Supplied records Block Start
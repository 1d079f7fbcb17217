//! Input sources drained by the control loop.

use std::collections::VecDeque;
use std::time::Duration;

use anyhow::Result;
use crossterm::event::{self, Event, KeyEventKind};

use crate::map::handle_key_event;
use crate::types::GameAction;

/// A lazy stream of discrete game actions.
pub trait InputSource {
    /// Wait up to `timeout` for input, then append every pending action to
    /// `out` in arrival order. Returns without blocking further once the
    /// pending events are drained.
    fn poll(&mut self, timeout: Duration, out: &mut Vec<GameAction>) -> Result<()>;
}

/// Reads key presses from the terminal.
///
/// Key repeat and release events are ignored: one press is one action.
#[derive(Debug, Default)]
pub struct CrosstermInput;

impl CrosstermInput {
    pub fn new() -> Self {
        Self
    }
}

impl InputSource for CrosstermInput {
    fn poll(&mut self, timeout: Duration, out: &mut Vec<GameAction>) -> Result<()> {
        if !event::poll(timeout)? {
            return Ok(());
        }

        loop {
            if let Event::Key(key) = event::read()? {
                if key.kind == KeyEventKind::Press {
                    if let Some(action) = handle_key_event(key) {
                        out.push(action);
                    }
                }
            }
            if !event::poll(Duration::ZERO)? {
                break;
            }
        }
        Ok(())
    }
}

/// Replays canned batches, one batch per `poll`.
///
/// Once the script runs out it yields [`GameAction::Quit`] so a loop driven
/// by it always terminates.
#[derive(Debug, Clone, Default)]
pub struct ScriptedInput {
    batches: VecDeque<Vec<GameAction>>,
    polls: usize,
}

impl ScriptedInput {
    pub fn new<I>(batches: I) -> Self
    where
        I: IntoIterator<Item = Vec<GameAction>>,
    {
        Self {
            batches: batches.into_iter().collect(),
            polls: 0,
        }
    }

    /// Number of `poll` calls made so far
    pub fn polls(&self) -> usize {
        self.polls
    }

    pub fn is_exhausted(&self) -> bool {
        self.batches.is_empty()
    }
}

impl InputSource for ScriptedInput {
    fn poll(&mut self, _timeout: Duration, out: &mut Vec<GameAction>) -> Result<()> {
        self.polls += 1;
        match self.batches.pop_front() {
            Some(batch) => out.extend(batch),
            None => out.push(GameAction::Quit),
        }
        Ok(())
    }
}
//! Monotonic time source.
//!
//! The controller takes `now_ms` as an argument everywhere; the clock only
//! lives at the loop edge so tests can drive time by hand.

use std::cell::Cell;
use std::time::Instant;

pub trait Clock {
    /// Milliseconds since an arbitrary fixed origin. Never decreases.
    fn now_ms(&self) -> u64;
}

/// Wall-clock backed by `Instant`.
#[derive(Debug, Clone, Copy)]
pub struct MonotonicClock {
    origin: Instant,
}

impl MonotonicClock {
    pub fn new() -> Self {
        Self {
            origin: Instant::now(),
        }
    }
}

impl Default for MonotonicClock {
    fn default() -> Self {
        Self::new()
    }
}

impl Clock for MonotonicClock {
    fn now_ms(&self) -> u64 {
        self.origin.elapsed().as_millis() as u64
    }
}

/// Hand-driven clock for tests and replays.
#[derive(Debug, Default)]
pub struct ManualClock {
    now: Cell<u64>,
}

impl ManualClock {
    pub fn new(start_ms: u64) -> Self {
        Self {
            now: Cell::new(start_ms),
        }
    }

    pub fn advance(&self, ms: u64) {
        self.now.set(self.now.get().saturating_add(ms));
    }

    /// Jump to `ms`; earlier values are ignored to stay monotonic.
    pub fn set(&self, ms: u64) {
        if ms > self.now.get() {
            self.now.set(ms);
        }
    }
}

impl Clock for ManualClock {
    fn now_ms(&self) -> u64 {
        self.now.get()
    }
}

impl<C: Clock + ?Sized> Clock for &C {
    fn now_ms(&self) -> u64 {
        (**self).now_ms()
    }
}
Supplied records Block End
Supplied records Block Start
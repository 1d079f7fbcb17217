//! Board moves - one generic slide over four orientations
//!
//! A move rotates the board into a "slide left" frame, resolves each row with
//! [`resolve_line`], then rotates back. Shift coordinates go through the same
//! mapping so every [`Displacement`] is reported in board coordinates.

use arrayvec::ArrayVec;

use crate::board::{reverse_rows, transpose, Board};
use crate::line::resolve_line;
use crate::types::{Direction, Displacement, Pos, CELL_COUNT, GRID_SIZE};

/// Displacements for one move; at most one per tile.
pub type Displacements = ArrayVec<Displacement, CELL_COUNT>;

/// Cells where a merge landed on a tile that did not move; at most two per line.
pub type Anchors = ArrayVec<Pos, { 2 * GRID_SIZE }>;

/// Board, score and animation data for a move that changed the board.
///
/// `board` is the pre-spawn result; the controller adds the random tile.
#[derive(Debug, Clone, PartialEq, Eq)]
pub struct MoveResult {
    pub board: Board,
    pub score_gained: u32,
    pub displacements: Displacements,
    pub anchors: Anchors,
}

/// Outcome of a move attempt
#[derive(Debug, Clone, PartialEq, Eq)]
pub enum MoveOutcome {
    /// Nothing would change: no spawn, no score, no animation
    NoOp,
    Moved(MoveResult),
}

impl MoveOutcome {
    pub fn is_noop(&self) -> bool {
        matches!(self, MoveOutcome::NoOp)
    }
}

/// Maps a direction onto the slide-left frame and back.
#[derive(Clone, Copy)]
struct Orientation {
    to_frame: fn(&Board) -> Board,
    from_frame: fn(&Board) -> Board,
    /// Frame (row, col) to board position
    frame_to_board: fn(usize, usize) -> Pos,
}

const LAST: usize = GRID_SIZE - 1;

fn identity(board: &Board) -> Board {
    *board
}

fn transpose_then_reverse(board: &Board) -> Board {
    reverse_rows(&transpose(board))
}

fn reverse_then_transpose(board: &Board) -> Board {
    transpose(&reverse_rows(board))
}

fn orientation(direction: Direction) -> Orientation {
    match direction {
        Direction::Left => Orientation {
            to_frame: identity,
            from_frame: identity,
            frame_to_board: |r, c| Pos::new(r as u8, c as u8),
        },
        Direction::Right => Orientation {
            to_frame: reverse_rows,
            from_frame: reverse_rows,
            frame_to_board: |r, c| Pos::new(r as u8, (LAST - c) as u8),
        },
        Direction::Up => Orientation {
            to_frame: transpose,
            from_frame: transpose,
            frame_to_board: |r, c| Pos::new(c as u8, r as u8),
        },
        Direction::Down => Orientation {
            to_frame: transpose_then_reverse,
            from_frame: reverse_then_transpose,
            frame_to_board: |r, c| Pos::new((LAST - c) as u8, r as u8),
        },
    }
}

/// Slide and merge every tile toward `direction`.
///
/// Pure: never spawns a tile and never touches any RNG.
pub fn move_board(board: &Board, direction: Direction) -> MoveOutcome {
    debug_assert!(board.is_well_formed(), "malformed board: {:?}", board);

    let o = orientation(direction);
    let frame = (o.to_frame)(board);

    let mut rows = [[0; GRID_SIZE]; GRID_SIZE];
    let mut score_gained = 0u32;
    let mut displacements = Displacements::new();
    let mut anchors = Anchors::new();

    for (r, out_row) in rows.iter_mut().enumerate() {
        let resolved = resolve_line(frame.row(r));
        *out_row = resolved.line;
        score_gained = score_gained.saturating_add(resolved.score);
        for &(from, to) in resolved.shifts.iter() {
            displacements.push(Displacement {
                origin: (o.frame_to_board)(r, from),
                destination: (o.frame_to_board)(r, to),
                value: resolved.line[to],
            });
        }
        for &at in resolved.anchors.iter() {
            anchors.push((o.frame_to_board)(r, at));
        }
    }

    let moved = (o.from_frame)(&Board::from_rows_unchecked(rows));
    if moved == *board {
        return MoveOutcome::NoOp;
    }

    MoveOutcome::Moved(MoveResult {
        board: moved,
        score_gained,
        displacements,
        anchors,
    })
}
Supplied records Block End
Show, from the records above, every line that includes "trait".

pub trait InputSource {
pub trait Clock {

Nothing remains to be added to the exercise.